---- DATA LISTING

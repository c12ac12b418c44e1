//! HTTP Client Implementation using Reqwest

use async_trait::async_trait;
use bridge_traits::{
    error::{BridgeError, Result, TransportKind},
    http::{HttpClient, HttpMethod, HttpRequest, HttpResponse},
};
use reqwest::Client;
use std::collections::HashMap;
use std::time::Duration;
use tracing::{debug, warn};

/// Reqwest-based HTTP client implementation
///
/// Provides HTTP operations with:
/// - Connection pooling via reqwest
/// - Per-request timeouts
/// - TLS via rustls
///
/// Each call performs a single attempt. Timeouts and connection failures
/// surface as [`BridgeError::Transport`].
pub struct ReqwestHttpClient {
    client: Client,
}

impl ReqwestHttpClient {
    /// Create a new HTTP client with default configuration
    pub fn new() -> Result<Self> {
        Self::with_timeout(Duration::from_secs(30))
    }

    /// Create a new HTTP client with custom timeout
    pub fn with_timeout(timeout: Duration) -> Result<Self> {
        let client = Client::builder()
            .timeout(timeout)
            .connect_timeout(Duration::from_secs(10))
            .pool_max_idle_per_host(10)
            .user_agent(concat!("file-search-core/", env!("CARGO_PKG_VERSION")))
            .build()
            .map_err(|e| {
                BridgeError::Configuration(format!("Failed to build HTTP client: {}", e))
            })?;

        Ok(Self { client })
    }

    /// Create a new HTTP client with custom configuration
    pub fn with_client(client: Client) -> Self {
        Self { client }
    }

    /// Convert bridge HttpMethod to reqwest Method
    fn convert_method(method: HttpMethod) -> reqwest::Method {
        match method {
            HttpMethod::Get => reqwest::Method::GET,
            HttpMethod::Post => reqwest::Method::POST,
            HttpMethod::Put => reqwest::Method::PUT,
            HttpMethod::Patch => reqwest::Method::PATCH,
            HttpMethod::Delete => reqwest::Method::DELETE,
            HttpMethod::Head => reqwest::Method::HEAD,
        }
    }

    /// Build reqwest request from bridge request
    fn build_request(&self, request: HttpRequest) -> reqwest::RequestBuilder {
        let method = Self::convert_method(request.method);
        let mut req = self.client.request(method, &request.url);

        for (key, value) in request.headers {
            req = req.header(key, value);
        }

        if let Some(body) = request.body {
            req = req.body(body);
        }

        if let Some(timeout) = request.timeout {
            req = req.timeout(timeout);
        }

        req
    }

    /// Map a reqwest failure onto the transport taxonomy
    ///
    /// The request URL is stripped from the error first since it carries the
    /// API key as a query parameter.
    fn classify(error: reqwest::Error) -> BridgeError {
        let error = error.without_url();
        let kind = if error.is_timeout() {
            TransportKind::Timeout
        } else if error.is_connect() {
            TransportKind::Connect
        } else {
            TransportKind::Other
        };

        BridgeError::Transport {
            kind,
            message: error.to_string(),
        }
    }
}

#[async_trait]
impl HttpClient for ReqwestHttpClient {
    async fn execute(&self, request: HttpRequest) -> Result<HttpResponse> {
        let method = request.method;
        debug!(?method, "Executing HTTP request");

        let response = self.build_request(request).send().await.map_err(|e| {
            let error = Self::classify(e);
            warn!(%error, ?method, "HTTP request failed");
            error
        })?;

        let status = response.status().as_u16();
        let headers: HashMap<String, String> = response
            .headers()
            .iter()
            .filter_map(|(k, v)| v.to_str().ok().map(|s| (k.to_string(), s.to_string())))
            .collect();

        let body = response.bytes().await.map_err(Self::classify)?;

        debug!(status, bytes = body.len(), "HTTP response received");

        Ok(HttpResponse {
            status,
            headers,
            body,
        })
    }

    async fn is_connected(&self) -> bool {
        self.client
            .head("https://generativelanguage.googleapis.com")
            .timeout(Duration::from_secs(5))
            .send()
            .await
            .is_ok()
    }
}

--------

Copy the records above exactly, beginning at the line that contains "Self::with_timeout(Duration::from_secs(30))" and stopping after the line that contains "TransportKind::Timeout".

# WORKED SOLUTION:
        Self::with_timeout(Duration::from_secs(30))
    }

    /// Create a new HTTP client with custom timeout
    pub fn with_timeout(timeout: Duration) -> Result<Self> {
        let client = Client::builder()
            .timeout(timeout)
            .connect_timeout(Duration::from_secs(10))
            .pool_max_idle_per_host(10)
            .user_agent(concat!("file-search-core/", env!("CARGO_PKG_VERSION")))
            .build()
            .map_err(|e| {
                BridgeError::Configuration(format!("Failed to build HTTP client: {}", e))
            })?;

        Ok(Self { client })
    }

    /// Create a new HTTP client with custom configuration
    pub fn with_client(client: Client) -> Self {
        Self { client }
    }

    /// Convert bridge HttpMethod to reqwest Method
    fn convert_method(method: HttpMethod) -> reqwest::Method {
        match method {
            HttpMethod::Get => reqwest::Method::GET,
            HttpMethod::Post => reqwest::Method::POST,
            HttpMethod::Put => reqwest::Method::PUT,
            HttpMethod::Patch => reqwest::Method::PATCH,
            HttpMethod::Delete => reqwest::Method::DELETE,
            HttpMethod::Head => reqwest::Method::HEAD,
        }
    }

    /// Build reqwest request from bridge request
    fn build_request(&self, request: HttpRequest) -> reqwest::RequestBuilder {
        let method = Self::convert_method(request.method);
        let mut req = self.client.request(method, &request.url);

        for (key, value) in request.headers {
            req = req.header(key, value);
        }

        if let Some(body) = request.body {
            req = req.body(body);
        }

        if let Some(timeout) = request.timeout {
            req = req.timeout(timeout);
        }

        req
    }

    /// Map a reqwest failure onto the transport taxonomy
    ///
    /// The request URL is stripped from the error first since it carries the
    /// API key as a query parameter.
    fn classify(error: reqwest::Error) -> BridgeError {
        let error = error.without_url();
        let kind = if error.is_timeout() {
            TransportKind::Timeout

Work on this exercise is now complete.